(Data extracted from a collection)
----------------------------------------
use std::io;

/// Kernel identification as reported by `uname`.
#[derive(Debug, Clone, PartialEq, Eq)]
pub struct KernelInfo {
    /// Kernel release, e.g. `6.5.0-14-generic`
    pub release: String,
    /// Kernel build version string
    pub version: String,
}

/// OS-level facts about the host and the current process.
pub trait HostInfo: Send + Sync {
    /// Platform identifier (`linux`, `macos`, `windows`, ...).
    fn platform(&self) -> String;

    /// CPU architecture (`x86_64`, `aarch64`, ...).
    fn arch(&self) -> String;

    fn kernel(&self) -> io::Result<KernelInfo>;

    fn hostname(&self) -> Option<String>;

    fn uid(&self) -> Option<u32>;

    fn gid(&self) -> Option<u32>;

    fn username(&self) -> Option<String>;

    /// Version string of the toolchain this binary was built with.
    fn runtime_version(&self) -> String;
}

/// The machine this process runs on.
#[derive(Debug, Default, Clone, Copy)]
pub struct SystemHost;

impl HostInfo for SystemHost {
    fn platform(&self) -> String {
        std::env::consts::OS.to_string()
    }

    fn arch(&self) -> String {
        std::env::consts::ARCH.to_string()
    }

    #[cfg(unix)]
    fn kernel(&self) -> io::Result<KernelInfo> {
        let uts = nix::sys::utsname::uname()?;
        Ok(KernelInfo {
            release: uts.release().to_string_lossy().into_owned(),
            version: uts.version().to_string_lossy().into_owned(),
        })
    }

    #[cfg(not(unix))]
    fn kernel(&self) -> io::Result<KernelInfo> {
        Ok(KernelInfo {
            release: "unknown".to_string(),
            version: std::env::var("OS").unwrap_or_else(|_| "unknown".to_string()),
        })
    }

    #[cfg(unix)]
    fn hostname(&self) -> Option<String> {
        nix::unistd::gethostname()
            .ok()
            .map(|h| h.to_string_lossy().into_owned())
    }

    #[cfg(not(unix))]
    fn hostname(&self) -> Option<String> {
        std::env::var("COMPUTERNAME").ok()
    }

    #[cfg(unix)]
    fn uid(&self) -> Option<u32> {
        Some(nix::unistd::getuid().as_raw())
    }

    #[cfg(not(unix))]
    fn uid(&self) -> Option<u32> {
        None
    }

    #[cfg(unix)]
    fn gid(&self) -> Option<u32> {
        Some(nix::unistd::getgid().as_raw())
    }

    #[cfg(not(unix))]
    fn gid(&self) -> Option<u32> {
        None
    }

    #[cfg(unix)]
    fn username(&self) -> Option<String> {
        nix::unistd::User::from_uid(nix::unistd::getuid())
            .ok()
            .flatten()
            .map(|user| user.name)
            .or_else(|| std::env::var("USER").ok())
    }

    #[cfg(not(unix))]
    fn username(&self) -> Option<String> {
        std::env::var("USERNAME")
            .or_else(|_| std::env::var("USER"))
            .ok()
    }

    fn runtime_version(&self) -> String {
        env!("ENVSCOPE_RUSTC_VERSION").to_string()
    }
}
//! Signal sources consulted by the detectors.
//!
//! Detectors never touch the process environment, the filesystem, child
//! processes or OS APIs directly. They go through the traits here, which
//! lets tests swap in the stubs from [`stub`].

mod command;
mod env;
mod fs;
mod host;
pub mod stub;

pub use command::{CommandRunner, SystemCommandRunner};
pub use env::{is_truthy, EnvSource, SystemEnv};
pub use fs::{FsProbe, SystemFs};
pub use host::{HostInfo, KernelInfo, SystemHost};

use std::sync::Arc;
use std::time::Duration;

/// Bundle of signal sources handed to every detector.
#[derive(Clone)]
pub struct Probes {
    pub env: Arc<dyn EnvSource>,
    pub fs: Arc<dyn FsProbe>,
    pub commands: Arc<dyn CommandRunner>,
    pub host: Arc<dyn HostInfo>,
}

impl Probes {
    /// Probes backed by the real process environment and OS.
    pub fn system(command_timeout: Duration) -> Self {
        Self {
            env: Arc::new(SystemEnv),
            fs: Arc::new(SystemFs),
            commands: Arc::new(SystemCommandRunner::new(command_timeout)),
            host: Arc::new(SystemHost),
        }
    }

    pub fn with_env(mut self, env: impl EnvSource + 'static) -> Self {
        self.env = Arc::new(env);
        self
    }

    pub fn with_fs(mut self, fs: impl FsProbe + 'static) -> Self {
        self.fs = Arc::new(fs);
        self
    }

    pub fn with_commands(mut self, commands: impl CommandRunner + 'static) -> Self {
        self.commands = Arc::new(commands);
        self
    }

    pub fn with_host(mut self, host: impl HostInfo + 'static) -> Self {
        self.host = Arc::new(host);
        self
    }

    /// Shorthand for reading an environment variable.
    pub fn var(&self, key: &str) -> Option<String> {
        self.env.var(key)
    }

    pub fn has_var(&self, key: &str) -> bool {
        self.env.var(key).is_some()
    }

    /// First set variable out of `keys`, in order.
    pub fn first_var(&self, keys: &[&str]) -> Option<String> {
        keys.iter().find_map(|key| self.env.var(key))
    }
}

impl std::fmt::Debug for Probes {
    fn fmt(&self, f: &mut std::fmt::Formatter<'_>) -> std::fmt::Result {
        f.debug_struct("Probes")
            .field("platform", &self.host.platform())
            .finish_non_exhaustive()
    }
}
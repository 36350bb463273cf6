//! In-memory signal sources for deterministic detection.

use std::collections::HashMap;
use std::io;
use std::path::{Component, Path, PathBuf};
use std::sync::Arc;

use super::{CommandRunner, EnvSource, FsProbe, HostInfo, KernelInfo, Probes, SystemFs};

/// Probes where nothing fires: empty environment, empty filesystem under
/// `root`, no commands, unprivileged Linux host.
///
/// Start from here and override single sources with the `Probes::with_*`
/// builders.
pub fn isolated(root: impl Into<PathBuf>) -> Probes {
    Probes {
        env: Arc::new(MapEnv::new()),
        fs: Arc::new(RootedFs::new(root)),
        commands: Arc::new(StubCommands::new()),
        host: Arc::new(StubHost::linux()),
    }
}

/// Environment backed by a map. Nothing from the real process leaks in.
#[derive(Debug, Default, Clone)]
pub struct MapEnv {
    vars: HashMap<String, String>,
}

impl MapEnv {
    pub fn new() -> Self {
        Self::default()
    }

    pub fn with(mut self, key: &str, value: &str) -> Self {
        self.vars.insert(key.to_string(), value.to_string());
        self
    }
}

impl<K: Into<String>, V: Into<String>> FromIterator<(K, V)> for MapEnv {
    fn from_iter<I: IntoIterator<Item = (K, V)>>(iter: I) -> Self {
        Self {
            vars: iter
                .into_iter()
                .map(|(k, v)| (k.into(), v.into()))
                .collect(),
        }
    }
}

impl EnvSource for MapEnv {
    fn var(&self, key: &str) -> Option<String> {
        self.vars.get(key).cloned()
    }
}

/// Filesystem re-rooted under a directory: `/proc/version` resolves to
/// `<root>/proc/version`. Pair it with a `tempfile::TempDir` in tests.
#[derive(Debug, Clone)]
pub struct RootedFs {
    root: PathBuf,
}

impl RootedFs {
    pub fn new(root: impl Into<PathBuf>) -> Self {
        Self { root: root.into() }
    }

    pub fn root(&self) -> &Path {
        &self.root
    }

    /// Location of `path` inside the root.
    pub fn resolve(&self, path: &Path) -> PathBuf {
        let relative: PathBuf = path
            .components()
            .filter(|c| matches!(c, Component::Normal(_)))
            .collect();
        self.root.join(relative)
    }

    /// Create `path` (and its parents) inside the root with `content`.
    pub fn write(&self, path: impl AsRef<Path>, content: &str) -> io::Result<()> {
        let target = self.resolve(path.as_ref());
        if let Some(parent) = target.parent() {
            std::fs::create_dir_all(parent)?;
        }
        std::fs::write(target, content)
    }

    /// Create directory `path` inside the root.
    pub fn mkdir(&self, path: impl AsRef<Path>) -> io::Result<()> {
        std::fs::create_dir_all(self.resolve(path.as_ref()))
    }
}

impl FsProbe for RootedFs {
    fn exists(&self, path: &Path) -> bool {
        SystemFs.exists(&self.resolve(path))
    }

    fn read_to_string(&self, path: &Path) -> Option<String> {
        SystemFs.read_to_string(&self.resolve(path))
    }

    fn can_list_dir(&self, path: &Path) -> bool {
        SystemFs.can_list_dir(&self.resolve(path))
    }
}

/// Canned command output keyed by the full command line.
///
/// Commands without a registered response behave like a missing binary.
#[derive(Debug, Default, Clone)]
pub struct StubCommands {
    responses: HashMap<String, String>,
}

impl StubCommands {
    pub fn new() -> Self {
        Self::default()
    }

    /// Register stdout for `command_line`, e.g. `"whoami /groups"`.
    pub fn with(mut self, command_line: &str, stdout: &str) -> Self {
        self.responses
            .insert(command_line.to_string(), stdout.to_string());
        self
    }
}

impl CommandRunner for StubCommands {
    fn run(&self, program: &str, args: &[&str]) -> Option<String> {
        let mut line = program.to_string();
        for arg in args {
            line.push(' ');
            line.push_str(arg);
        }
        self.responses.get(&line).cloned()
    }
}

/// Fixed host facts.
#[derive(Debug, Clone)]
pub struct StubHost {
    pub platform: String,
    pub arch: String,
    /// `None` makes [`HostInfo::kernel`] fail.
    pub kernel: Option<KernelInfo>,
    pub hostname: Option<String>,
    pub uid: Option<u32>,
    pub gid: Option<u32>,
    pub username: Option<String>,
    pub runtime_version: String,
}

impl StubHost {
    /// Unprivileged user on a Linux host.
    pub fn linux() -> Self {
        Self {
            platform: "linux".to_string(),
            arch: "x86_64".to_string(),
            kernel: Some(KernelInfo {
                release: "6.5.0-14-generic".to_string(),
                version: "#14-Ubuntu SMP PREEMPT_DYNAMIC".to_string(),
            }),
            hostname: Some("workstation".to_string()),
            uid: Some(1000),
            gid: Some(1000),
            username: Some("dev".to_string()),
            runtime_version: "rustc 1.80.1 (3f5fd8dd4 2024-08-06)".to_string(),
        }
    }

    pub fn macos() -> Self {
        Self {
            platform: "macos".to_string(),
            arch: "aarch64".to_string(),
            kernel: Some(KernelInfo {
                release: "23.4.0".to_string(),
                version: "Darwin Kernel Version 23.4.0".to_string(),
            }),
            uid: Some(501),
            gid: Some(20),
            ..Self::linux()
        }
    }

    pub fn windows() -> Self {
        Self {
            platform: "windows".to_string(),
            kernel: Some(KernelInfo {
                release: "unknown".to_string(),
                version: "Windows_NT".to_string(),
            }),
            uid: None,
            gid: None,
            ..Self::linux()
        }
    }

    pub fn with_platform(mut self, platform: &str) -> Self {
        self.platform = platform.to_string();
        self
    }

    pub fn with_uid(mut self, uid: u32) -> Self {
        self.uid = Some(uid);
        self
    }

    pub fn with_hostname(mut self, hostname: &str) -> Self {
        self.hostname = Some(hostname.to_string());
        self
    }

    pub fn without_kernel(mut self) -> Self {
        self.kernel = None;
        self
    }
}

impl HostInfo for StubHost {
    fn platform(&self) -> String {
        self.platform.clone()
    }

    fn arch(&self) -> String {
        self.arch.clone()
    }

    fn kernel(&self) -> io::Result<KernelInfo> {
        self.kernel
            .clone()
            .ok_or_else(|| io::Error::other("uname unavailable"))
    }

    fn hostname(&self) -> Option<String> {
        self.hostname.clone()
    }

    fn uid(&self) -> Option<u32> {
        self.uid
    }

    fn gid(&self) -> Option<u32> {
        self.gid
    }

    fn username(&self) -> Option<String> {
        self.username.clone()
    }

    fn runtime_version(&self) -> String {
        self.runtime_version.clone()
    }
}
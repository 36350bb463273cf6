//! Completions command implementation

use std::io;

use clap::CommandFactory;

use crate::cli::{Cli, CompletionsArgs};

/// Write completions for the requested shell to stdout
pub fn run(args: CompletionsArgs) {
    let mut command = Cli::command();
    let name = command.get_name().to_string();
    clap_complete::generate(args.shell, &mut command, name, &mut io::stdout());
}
----------------------------------------
* Work to be completed:
Which lines should be output? Exactly those from the first line of the data through the line containing "fn username(&self) -> Option<String>;", inclusive.

* Response to this exercise:
use std::io;

/// Kernel identification as reported by `uname`.
#[derive(Debug, Clone, PartialEq, Eq)]
pub struct KernelInfo {
    /// Kernel release, e.g. `6.5.0-14-generic`
    pub release: String,
    /// Kernel build version string
    pub version: String,
}

/// OS-level facts about the host and the current process.
pub trait HostInfo: Send + Sync {
    /// Platform identifier (`linux`, `macos`, `windows`, ...).
    fn platform(&self) -> String;

    /// CPU architecture (`x86_64`, `aarch64`, ...).
    fn arch(&self) -> String;

    fn kernel(&self) -> io::Result<KernelInfo>;

    fn hostname(&self) -> Option<String>;

    fn uid(&self) -> Option<u32>;

    fn gid(&self) -> Option<u32>;

    fn username(&self) -> Option<String>;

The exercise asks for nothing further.